[Saved entries]
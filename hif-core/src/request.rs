//! Request parameters as supplied by callers, and their decoding into a concrete transaction.

use crate::bus::AddressMode;
use crate::error::ArgumentError;
use bitvec::order::Lsb0;
use bitvec::view::BitView;
use std::fmt;
use std::ops::{BitOr, Deref, DerefMut};

/// Bitmask describing how a request is to be performed.
///
/// A well-formed mode has exactly one bit set in each of the direction, addressing,
/// granularity, and execution groups, plus the extended I/O command bit. The named combinations
/// (such as [`RequestMode::RD_SYNC_BYTE_INC`]) cover the common cases.
#[derive(Debug, Copy, Clone, Eq, PartialEq, Hash)]
pub struct RequestMode(u32);

impl RequestMode {
    pub const READ: Self = Self(1 << Self::BIT_READ);
    pub const WRITE: Self = Self(1 << Self::BIT_WRITE);
    /// Single-byte command type. Never valid for requests handled here.
    pub const BASIC_IO: Self = Self(1 << Self::BIT_BASIC_IO);
    /// Multi-byte command type, required on every request.
    pub const EXTENDED_IO: Self = Self(1 << Self::BIT_EXTENDED_IO);
    pub const SYNCHRONOUS: Self = Self(1 << Self::BIT_SYNCHRONOUS);
    pub const ASYNCHRONOUS: Self = Self(1 << Self::BIT_ASYNCHRONOUS);
    pub const BYTE_BASIS: Self = Self(1 << Self::BIT_BYTE_BASIS);
    pub const BLOCK_BASIS: Self = Self(1 << Self::BIT_BLOCK_BASIS);
    pub const FIXED_ADDRESS: Self = Self(1 << Self::BIT_FIXED_ADDRESS);
    pub const INCREMENTAL_ADDRESS: Self = Self(1 << Self::BIT_INCREMENTAL_ADDRESS);

    const BIT_READ: usize = 0;
    const BIT_WRITE: usize = 1;
    const BIT_BASIC_IO: usize = 2;
    const BIT_EXTENDED_IO: usize = 3;
    const BIT_SYNCHRONOUS: usize = 4;
    const BIT_ASYNCHRONOUS: usize = 5;
    const BIT_BYTE_BASIS: usize = 6;
    const BIT_BLOCK_BASIS: usize = 7;
    const BIT_FIXED_ADDRESS: usize = 8;
    const BIT_INCREMENTAL_ADDRESS: usize = 9;

    pub const WR_SYNC_BLOCK_INC: Self = Self::combine(&[
        Self::WRITE,
        Self::EXTENDED_IO,
        Self::SYNCHRONOUS,
        Self::BLOCK_BASIS,
        Self::INCREMENTAL_ADDRESS,
    ]);
    pub const WR_ASYNC_BLOCK_INC: Self = Self::combine(&[
        Self::WRITE,
        Self::EXTENDED_IO,
        Self::ASYNCHRONOUS,
        Self::BLOCK_BASIS,
        Self::INCREMENTAL_ADDRESS,
    ]);
    pub const WR_SYNC_BYTE_INC: Self = Self::combine(&[
        Self::WRITE,
        Self::EXTENDED_IO,
        Self::SYNCHRONOUS,
        Self::BYTE_BASIS,
        Self::INCREMENTAL_ADDRESS,
    ]);
    pub const WR_ASYNC_BYTE_INC: Self = Self::combine(&[
        Self::WRITE,
        Self::EXTENDED_IO,
        Self::ASYNCHRONOUS,
        Self::BYTE_BASIS,
        Self::INCREMENTAL_ADDRESS,
    ]);
    pub const WR_SYNC_BYTE_FIX: Self = Self::combine(&[
        Self::WRITE,
        Self::EXTENDED_IO,
        Self::SYNCHRONOUS,
        Self::BYTE_BASIS,
        Self::FIXED_ADDRESS,
    ]);
    pub const RD_SYNC_BLOCK_INC: Self = Self::combine(&[
        Self::READ,
        Self::EXTENDED_IO,
        Self::SYNCHRONOUS,
        Self::BLOCK_BASIS,
        Self::INCREMENTAL_ADDRESS,
    ]);
    pub const RD_ASYNC_BLOCK_INC: Self = Self::combine(&[
        Self::READ,
        Self::EXTENDED_IO,
        Self::ASYNCHRONOUS,
        Self::BLOCK_BASIS,
        Self::INCREMENTAL_ADDRESS,
    ]);
    pub const RD_SYNC_BLOCK_FIX: Self = Self::combine(&[
        Self::READ,
        Self::EXTENDED_IO,
        Self::SYNCHRONOUS,
        Self::BLOCK_BASIS,
        Self::FIXED_ADDRESS,
    ]);
    pub const RD_ASYNC_BLOCK_FIX: Self = Self::combine(&[
        Self::READ,
        Self::EXTENDED_IO,
        Self::ASYNCHRONOUS,
        Self::BLOCK_BASIS,
        Self::FIXED_ADDRESS,
    ]);
    pub const RD_SYNC_BYTE_INC: Self = Self::combine(&[
        Self::READ,
        Self::EXTENDED_IO,
        Self::SYNCHRONOUS,
        Self::BYTE_BASIS,
        Self::INCREMENTAL_ADDRESS,
    ]);
    pub const RD_SYNC_BYTE_FIX: Self = Self::combine(&[
        Self::READ,
        Self::EXTENDED_IO,
        Self::SYNCHRONOUS,
        Self::BYTE_BASIS,
        Self::FIXED_ADDRESS,
    ]);

    const fn combine(parts: &[Self]) -> Self {
        let mut bits = 0;
        let mut i = 0;
        while i < parts.len() {
            bits |= parts[i].0;
            i += 1;
        }
        Self(bits)
    }

    pub const fn from_bits(bits: u32) -> Self {
        Self(bits)
    }

    pub const fn bits(self) -> u32 {
        self.0
    }

    /// Returns `true` if every bit of `other` is set in `self`.
    pub const fn contains(self, other: Self) -> bool {
        self.0 & other.0 == other.0
    }

    /// Returns `self` with the bits of `other` cleared.
    pub const fn without(self, other: Self) -> Self {
        Self(self.0 & !other.0)
    }

    fn bit(self, index: usize) -> bool {
        self.0.view_bits::<Lsb0>()[index]
    }

    /// Picks whichever of the two bits is set, failing if neither or both are.
    fn exactly_one<T>(self, (bit_a, a): (usize, T), (bit_b, b): (usize, T)) -> Option<T> {
        match (self.bit(bit_a), self.bit(bit_b)) {
            (true, false) => Some(a),
            (false, true) => Some(b),
            _ => None,
        }
    }

    pub fn direction(self) -> Option<Direction> {
        self.exactly_one(
            (Self::BIT_READ, Direction::Read),
            (Self::BIT_WRITE, Direction::Write),
        )
    }

    pub fn address_mode(self) -> Option<AddressMode> {
        self.exactly_one(
            (Self::BIT_FIXED_ADDRESS, AddressMode::Fixed),
            (Self::BIT_INCREMENTAL_ADDRESS, AddressMode::Incremental),
        )
    }

    pub fn granularity(self) -> Option<Granularity> {
        self.exactly_one(
            (Self::BIT_BYTE_BASIS, Granularity::Byte),
            (Self::BIT_BLOCK_BASIS, Granularity::Block),
        )
    }

    pub fn execution(self) -> Option<Execution> {
        self.exactly_one(
            (Self::BIT_SYNCHRONOUS, Execution::Synchronous),
            (Self::BIT_ASYNCHRONOUS, Execution::Asynchronous),
        )
    }

    /// Returns `true` if the extended (multi-byte) I/O command bit is set.
    pub fn is_extended_io(self) -> bool {
        self.bit(Self::BIT_EXTENDED_IO)
    }
}

impl BitOr for RequestMode {
    type Output = Self;

    fn bitor(self, rhs: Self) -> Self {
        Self(self.0 | rhs.0)
    }
}

impl fmt::Display for RequestMode {
    fn fmt(&self, f: &mut fmt::Formatter<'_>) -> fmt::Result {
        write!(f, "{:#06x}", self.0)
    }
}

#[derive(Debug, Copy, Clone, Eq, PartialEq)]
pub enum Direction {
    Read,
    Write,
}

impl fmt::Display for Direction {
    fn fmt(&self, f: &mut fmt::Formatter<'_>) -> fmt::Result {
        f.write_str(match self {
            Direction::Read => "READ",
            Direction::Write => "WRITE",
        })
    }
}

#[derive(Debug, Copy, Clone, Eq, PartialEq)]
pub enum Granularity {
    /// Length is rounded down to a whole number of bus blocks.
    Block,
    /// Length is used as given.
    Byte,
}

#[derive(Debug, Copy, Clone, Eq, PartialEq)]
pub enum Execution {
    /// The submitter blocks until the request completes.
    Synchronous,
    /// Submission returns immediately; completion is reported through the device's callback.
    Asynchronous,
}

/// The bus-level shape of a request, decoded from a [`RequestMode`].
///
/// Execution mode is not part of a transaction: by the time a transaction is encoded, the request
/// has already been serialized through the dispatch thread.
#[derive(Debug, Copy, Clone, Eq, PartialEq)]
pub struct Transaction {
    pub direction: Direction,
    pub address_mode: AddressMode,
    pub granularity: Granularity,
}

impl TryFrom<RequestMode> for Transaction {
    type Error = ArgumentError;

    fn try_from(mode: RequestMode) -> Result<Self, Self::Error> {
        if !mode.is_extended_io() {
            return Err(ArgumentError::Mode(mode));
        }
        let invalid = || ArgumentError::Mode(mode);
        Ok(Self {
            direction: mode.direction().ok_or_else(invalid)?,
            address_mode: mode.address_mode().ok_or_else(invalid)?,
            granularity: mode.granularity().ok_or_else(invalid)?,
        })
    }
}

/// Owned data buffer carried by a request from submission until completion.
///
/// The data may start some bytes into the backing storage (`headroom`), as it does for packets
/// whose header was stripped or that are built in place behind a header. Such buffers are
/// frequently not aligned the way a DMA engine needs, which is what the bounce buffer is for.
#[derive(Clone, Default, PartialEq, Eq)]
pub struct Buffer {
    storage: Vec<u8>,
    offset: usize,
}

impl Buffer {
    /// Create a zero-filled buffer of `len` bytes.
    pub fn zeroed(len: usize) -> Self {
        Self::from(vec![0; len])
    }

    /// Create a buffer holding `data`, placed `headroom` bytes into its storage.
    pub fn with_headroom(headroom: usize, data: &[u8]) -> Self {
        let mut storage = Vec::with_capacity(headroom + data.len());
        storage.resize(headroom, 0);
        storage.extend_from_slice(data);
        Self {
            storage,
            offset: headroom,
        }
    }

    pub fn headroom(&self) -> usize {
        self.offset
    }

    /// Returns the data, dropping any headroom.
    pub fn into_vec(mut self) -> Vec<u8> {
        self.storage.drain(..self.offset);
        self.storage
    }
}

impl From<Vec<u8>> for Buffer {
    fn from(storage: Vec<u8>) -> Self {
        Self { storage, offset: 0 }
    }
}

impl Deref for Buffer {
    type Target = [u8];

    fn deref(&self) -> &[u8] {
        &self.storage[self.offset..]
    }
}

impl DerefMut for Buffer {
    fn deref_mut(&mut self) -> &mut [u8] {
        &mut self.storage[self.offset..]
    }
}

impl fmt::Debug for Buffer {
    fn fmt(&self, f: &mut fmt::Formatter<'_>) -> fmt::Result {
        f.debug_struct("Buffer")
            .field("len", &self.len())
            .field("headroom", &self.offset)
            .finish_non_exhaustive()
    }
}

/// A read or write as handed to [`crate::Device::submit`].
#[derive(Debug)]
pub struct Request<C> {
    /// Target address on the coprocessor.
    pub address: u32,
    /// Source of a write, destination of a read.
    pub buffer: Buffer,
    /// Number of bytes to transfer. At most `buffer.len()`.
    pub length: usize,
    pub mode: RequestMode,
    /// Handed back to the completion callback of an asynchronous request.
    pub context: C,
}

impl<C> Request<C> {
    /// Create a request transferring the whole of `buffer`.
    pub fn new(address: u32, buffer: Buffer, mode: RequestMode, context: C) -> Self {
        Self {
            address,
            length: buffer.len(),
            buffer,
            mode,
            context,
        }
    }

    /// Transfer only the first `length` bytes of the buffer.
    pub fn with_length(mut self, length: usize) -> Self {
        self.length = length;
        self
    }
}

impl Request<()> {
    /// Create a synchronous read of `length` bytes.
    pub fn read(address: u32, length: usize, mode: RequestMode) -> Self {
        Self::new(address, Buffer::zeroed(length), mode, ())
    }

    /// Create a write of `data`.
    pub fn write(address: u32, data: &[u8], mode: RequestMode) -> Self {
        Self::new(address, Buffer::from(data.to_vec()), mode, ())
    }
}

#[cfg(test)]
mod tests {
    use super::*;

    #[test]
    fn named_modes_decode() {
        let tx = Transaction::try_from(RequestMode::WR_ASYNC_BLOCK_INC).unwrap();
        assert_eq!(Direction::Write, tx.direction);
        assert_eq!(AddressMode::Incremental, tx.address_mode);
        assert_eq!(Granularity::Block, tx.granularity);
        assert_eq!(
            Some(Execution::Asynchronous),
            RequestMode::WR_ASYNC_BLOCK_INC.execution()
        );

        let tx = Transaction::try_from(RequestMode::RD_SYNC_BYTE_FIX).unwrap();
        assert_eq!(Direction::Read, tx.direction);
        assert_eq!(AddressMode::Fixed, tx.address_mode);
        assert_eq!(Granularity::Byte, tx.granularity);
    }

    #[test]
    fn both_directions_is_invalid() {
        let mode = RequestMode::RD_SYNC_BYTE_INC | RequestMode::WRITE;
        assert_eq!(None, mode.direction());
        assert_eq!(Err(ArgumentError::Mode(mode)), Transaction::try_from(mode));
    }

    #[test]
    fn missing_group_is_invalid() {
        let no_granularity = RequestMode::RD_SYNC_BYTE_INC.without(RequestMode::BYTE_BASIS);
        assert!(Transaction::try_from(no_granularity).is_err());

        let no_address_mode =
            RequestMode::RD_SYNC_BYTE_INC.without(RequestMode::INCREMENTAL_ADDRESS);
        assert!(Transaction::try_from(no_address_mode).is_err());

        let no_execution = RequestMode::RD_SYNC_BYTE_INC.without(RequestMode::SYNCHRONOUS);
        assert_eq!(None, no_execution.execution());
        assert!(Transaction::try_from(no_execution).is_ok());
    }

    #[test]
    fn extended_io_is_required() {
        let mode = RequestMode::WR_SYNC_BYTE_INC.without(RequestMode::EXTENDED_IO);
        assert!(Transaction::try_from(mode).is_err());
        let mode = mode | RequestMode::BASIC_IO;
        assert!(Transaction::try_from(mode).is_err());
    }

    #[test]
    fn buffer_headroom_is_hidden() {
        let buffer = Buffer::with_headroom(3, &[1, 2, 3]);
        assert_eq!(&[1, 2, 3], &buffer[..]);
        assert_eq!(3, buffer.headroom());
        assert_eq!(vec![1, 2, 3], buffer.into_vec());
    }
}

> Work to complete: Which lines above include the word "bytes"? Pick them out and copy them.

> Answer to this problem:
/// The data may start some bytes into the backing storage (`headroom`), as it does for packets
    /// Create a zero-filled buffer of `len` bytes.
    /// Create a buffer holding `data`, placed `headroom` bytes into its storage.
    /// Number of bytes to transfer. At most `buffer.len()`.
    /// Transfer only the first `length` bytes of the buffer.
    /// Create a synchronous read of `length` bytes.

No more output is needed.